### [WORK REQUEST]
Extract all lines in the data that contain the word "CacheConfig".

======== INPUT

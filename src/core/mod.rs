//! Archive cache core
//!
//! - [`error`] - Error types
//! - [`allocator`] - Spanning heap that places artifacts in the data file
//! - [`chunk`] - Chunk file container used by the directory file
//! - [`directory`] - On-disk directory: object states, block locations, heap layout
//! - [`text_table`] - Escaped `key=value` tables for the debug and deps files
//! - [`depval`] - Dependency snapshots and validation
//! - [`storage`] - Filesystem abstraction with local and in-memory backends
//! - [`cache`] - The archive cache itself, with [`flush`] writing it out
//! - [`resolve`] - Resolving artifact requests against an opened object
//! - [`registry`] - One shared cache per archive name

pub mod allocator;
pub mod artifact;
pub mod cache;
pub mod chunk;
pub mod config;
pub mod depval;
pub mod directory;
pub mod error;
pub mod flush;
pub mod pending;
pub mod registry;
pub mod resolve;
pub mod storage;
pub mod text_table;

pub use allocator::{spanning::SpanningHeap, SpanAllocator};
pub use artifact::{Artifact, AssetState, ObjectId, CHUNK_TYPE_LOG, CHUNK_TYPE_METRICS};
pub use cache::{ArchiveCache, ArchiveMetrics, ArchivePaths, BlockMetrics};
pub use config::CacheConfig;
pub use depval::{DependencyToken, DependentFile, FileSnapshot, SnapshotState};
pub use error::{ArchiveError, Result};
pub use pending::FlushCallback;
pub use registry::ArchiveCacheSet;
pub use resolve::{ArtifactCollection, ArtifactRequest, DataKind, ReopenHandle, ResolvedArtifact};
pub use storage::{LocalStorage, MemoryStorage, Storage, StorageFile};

================
======== INPUT

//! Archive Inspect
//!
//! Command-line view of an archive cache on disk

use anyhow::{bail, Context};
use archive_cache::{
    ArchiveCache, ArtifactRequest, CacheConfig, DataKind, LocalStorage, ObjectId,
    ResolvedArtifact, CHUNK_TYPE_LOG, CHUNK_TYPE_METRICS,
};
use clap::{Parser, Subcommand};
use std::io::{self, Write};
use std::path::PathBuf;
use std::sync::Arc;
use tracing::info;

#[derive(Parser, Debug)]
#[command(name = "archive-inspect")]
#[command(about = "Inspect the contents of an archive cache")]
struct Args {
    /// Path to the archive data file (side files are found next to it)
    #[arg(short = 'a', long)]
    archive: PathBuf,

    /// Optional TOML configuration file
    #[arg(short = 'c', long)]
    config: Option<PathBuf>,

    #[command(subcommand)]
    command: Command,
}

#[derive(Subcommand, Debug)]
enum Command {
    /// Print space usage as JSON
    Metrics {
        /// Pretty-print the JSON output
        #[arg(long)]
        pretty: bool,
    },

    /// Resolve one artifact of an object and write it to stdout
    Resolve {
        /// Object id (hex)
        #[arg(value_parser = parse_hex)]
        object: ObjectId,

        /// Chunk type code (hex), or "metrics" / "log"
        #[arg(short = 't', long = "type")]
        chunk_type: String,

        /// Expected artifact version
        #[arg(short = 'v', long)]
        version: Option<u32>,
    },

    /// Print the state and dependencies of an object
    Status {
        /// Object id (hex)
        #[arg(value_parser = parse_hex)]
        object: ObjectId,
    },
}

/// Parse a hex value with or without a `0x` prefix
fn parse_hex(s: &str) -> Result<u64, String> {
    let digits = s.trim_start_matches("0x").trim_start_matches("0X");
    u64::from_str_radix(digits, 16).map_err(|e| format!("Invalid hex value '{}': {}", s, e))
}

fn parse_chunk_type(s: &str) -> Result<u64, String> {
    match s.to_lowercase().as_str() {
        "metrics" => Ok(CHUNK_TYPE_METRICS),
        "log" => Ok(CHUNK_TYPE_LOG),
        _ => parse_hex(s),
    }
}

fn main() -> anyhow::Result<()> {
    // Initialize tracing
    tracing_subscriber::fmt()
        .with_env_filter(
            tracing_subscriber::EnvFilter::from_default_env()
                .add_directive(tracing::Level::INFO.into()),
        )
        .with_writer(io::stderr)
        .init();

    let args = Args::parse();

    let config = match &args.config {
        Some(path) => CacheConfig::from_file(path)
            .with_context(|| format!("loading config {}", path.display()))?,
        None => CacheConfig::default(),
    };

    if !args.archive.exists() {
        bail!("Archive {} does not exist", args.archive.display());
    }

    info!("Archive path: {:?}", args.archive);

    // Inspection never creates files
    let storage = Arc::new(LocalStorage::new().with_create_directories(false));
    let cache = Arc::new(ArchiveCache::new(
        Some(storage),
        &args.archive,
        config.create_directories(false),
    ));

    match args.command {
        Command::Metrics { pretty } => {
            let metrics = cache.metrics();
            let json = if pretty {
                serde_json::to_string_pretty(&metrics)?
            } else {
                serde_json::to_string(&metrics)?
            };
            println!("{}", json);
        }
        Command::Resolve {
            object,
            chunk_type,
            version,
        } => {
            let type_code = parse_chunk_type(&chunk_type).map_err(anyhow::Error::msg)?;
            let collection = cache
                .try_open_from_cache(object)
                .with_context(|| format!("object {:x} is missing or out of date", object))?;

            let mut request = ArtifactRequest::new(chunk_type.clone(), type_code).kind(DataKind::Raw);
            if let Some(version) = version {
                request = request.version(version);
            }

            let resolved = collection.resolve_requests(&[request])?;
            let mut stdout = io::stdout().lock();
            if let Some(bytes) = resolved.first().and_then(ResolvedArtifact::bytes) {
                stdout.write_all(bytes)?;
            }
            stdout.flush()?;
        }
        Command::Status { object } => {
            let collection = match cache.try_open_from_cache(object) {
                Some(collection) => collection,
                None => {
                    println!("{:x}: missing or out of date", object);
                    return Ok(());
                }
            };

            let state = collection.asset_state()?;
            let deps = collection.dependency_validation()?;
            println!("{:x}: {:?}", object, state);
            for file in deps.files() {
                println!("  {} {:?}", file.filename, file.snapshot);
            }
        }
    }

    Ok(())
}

================

### [RESPONSE TO THIS EXERCISE]
pub use config::CacheConfig;
    ArchiveCache, ArtifactRequest, CacheConfig, DataKind, LocalStorage, ObjectId,
        Some(path) => CacheConfig::from_file(path)
        None => CacheConfig::default(),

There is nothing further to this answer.